### WHAT TO DO:
Your answer should be only the lines below from the one with "filename src/lib.rs" to the one with "pub mod types;", repeated exactly, ends included.

DATA EXTRACTS START

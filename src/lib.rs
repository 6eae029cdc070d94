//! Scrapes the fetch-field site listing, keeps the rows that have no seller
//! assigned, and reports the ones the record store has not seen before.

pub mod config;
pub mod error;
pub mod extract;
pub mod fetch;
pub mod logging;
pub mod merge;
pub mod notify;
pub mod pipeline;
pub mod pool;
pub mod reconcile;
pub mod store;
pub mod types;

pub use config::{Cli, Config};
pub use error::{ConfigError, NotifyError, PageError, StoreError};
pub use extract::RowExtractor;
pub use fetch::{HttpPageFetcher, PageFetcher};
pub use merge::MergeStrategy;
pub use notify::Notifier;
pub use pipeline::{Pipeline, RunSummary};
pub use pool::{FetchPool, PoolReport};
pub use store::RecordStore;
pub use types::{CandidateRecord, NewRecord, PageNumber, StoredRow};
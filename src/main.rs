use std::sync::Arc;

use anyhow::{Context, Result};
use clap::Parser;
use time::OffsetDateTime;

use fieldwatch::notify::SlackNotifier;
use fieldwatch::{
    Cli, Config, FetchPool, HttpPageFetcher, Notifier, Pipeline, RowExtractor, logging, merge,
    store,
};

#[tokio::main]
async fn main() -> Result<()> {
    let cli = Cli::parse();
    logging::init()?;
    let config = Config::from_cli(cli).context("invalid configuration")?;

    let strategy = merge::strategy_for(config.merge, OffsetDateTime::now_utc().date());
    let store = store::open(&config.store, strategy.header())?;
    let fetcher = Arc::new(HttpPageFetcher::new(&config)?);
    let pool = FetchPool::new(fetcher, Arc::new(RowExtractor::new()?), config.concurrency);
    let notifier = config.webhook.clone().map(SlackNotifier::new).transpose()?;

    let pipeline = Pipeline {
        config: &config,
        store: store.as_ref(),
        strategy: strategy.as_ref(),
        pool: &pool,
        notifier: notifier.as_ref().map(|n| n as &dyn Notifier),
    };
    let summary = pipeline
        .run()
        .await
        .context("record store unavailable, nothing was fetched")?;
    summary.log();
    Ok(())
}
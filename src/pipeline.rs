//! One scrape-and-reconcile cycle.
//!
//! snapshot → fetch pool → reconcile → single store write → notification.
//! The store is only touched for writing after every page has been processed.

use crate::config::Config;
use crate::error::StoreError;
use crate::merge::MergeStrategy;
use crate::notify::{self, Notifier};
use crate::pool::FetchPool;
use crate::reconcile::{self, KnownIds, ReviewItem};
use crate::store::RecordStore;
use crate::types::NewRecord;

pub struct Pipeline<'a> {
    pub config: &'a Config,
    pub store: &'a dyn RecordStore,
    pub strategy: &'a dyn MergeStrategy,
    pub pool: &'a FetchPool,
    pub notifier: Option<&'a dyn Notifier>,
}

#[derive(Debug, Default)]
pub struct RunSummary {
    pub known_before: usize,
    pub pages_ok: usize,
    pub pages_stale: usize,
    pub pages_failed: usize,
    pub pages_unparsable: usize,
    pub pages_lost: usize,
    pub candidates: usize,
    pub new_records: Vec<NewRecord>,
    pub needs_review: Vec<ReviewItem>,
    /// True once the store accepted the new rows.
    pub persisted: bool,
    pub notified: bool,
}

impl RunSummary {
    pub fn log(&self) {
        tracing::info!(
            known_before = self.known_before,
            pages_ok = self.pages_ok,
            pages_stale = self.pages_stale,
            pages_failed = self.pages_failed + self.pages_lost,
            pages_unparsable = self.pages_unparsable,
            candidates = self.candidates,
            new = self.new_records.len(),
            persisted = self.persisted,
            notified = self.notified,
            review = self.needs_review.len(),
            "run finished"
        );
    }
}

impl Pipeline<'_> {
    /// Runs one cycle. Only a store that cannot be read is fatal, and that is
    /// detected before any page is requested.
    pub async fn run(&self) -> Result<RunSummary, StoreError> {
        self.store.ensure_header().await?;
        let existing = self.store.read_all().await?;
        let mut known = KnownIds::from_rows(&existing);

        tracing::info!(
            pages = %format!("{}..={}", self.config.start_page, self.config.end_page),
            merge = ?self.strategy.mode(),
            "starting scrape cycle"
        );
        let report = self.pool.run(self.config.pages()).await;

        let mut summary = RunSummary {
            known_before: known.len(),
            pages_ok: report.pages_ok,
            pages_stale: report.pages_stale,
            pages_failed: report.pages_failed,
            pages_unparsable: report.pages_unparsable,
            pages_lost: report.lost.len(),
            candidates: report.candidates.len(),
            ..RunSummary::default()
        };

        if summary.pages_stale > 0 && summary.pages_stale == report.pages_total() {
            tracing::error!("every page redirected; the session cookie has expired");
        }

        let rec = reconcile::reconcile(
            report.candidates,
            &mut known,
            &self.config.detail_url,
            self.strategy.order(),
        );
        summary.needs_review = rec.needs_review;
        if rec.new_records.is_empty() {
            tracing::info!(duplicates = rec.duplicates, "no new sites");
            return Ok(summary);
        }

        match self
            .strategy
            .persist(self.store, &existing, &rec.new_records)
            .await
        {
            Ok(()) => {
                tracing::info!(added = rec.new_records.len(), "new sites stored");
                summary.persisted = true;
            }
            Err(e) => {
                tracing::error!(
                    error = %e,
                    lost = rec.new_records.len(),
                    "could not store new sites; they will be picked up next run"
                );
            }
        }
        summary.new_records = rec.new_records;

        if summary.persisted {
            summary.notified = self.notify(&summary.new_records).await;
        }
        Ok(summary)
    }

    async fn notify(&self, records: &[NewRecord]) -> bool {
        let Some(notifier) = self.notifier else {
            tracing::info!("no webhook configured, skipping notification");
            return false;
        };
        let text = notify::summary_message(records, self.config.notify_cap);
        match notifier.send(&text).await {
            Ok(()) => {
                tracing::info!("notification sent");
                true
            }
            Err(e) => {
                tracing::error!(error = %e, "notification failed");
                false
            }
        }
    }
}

DATA EXTRACTS END
DATA EXTRACTS START

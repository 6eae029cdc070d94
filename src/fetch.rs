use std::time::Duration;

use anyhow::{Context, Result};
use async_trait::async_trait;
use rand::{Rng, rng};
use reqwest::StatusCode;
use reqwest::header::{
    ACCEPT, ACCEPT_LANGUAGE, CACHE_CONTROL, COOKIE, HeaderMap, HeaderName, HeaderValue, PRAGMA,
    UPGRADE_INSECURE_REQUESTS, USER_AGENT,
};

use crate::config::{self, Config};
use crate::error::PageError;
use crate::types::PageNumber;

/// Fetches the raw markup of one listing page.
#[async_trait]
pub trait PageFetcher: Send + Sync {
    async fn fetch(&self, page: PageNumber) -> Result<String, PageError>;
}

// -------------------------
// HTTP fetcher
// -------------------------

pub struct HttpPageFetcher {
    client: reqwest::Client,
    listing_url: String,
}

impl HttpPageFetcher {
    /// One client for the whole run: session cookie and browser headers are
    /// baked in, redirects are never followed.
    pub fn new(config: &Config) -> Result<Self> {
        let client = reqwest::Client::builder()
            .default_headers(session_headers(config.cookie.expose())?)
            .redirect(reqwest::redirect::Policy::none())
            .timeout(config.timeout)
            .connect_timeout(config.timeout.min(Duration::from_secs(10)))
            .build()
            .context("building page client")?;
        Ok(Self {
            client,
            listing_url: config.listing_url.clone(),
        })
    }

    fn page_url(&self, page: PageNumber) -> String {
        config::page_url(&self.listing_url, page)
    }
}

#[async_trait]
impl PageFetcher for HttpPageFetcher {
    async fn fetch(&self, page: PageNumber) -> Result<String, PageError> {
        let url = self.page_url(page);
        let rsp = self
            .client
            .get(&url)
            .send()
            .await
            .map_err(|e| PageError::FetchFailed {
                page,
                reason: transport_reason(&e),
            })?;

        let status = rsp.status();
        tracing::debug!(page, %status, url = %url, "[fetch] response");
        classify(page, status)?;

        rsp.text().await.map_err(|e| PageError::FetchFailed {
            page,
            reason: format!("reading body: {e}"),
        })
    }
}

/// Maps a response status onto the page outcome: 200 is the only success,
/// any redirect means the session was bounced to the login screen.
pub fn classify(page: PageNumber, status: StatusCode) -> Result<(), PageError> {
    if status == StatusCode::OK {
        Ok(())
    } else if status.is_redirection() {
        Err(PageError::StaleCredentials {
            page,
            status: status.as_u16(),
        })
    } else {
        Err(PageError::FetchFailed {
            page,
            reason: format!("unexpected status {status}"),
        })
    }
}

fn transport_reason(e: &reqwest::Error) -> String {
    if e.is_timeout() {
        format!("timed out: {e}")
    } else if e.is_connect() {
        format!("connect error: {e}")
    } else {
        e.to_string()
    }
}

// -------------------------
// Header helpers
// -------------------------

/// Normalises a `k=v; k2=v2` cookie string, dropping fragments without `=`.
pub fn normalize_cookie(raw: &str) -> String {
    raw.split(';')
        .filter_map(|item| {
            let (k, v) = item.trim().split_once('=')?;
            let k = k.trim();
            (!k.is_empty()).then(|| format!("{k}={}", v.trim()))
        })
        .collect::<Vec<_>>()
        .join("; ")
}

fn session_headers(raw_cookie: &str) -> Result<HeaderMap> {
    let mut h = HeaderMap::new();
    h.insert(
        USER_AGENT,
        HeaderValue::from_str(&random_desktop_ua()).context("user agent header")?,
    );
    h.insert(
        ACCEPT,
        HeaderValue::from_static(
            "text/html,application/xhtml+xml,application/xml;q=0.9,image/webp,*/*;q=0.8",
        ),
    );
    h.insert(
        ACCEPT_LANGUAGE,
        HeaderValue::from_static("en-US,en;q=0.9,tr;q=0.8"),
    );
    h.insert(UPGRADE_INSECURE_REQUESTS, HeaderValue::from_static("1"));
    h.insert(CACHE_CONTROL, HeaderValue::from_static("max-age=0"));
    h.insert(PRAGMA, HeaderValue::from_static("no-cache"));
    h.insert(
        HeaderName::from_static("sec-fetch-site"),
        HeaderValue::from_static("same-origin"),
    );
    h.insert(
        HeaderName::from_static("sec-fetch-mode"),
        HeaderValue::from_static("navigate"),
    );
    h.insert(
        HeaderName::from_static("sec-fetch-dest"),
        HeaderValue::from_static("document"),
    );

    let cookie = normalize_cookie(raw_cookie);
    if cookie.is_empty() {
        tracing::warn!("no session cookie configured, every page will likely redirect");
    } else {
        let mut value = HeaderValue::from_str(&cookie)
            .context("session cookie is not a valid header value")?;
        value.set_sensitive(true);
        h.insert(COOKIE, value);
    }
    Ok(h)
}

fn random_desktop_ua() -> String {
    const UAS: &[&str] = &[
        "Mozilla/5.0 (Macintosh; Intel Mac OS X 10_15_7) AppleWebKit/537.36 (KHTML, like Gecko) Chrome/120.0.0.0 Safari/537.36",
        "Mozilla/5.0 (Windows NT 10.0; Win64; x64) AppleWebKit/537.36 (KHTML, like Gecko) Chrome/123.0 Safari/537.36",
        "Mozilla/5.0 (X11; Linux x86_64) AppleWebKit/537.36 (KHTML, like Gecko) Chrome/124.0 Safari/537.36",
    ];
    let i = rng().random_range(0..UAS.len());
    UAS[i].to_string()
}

DATA EXTRACTS END

### TASK SOLUTION:
filename src/lib.rs
repository 6eae029cdc070d94
//! Scrapes the fetch-field site listing, keeps the rows that have no seller
//! assigned, and reports the ones the record store has not seen before.

pub mod config;
pub mod error;
pub mod extract;
pub mod fetch;
pub mod logging;
pub mod merge;
pub mod notify;
pub mod pipeline;
pub mod pool;
pub mod reconcile;
pub mod store;
pub mod types;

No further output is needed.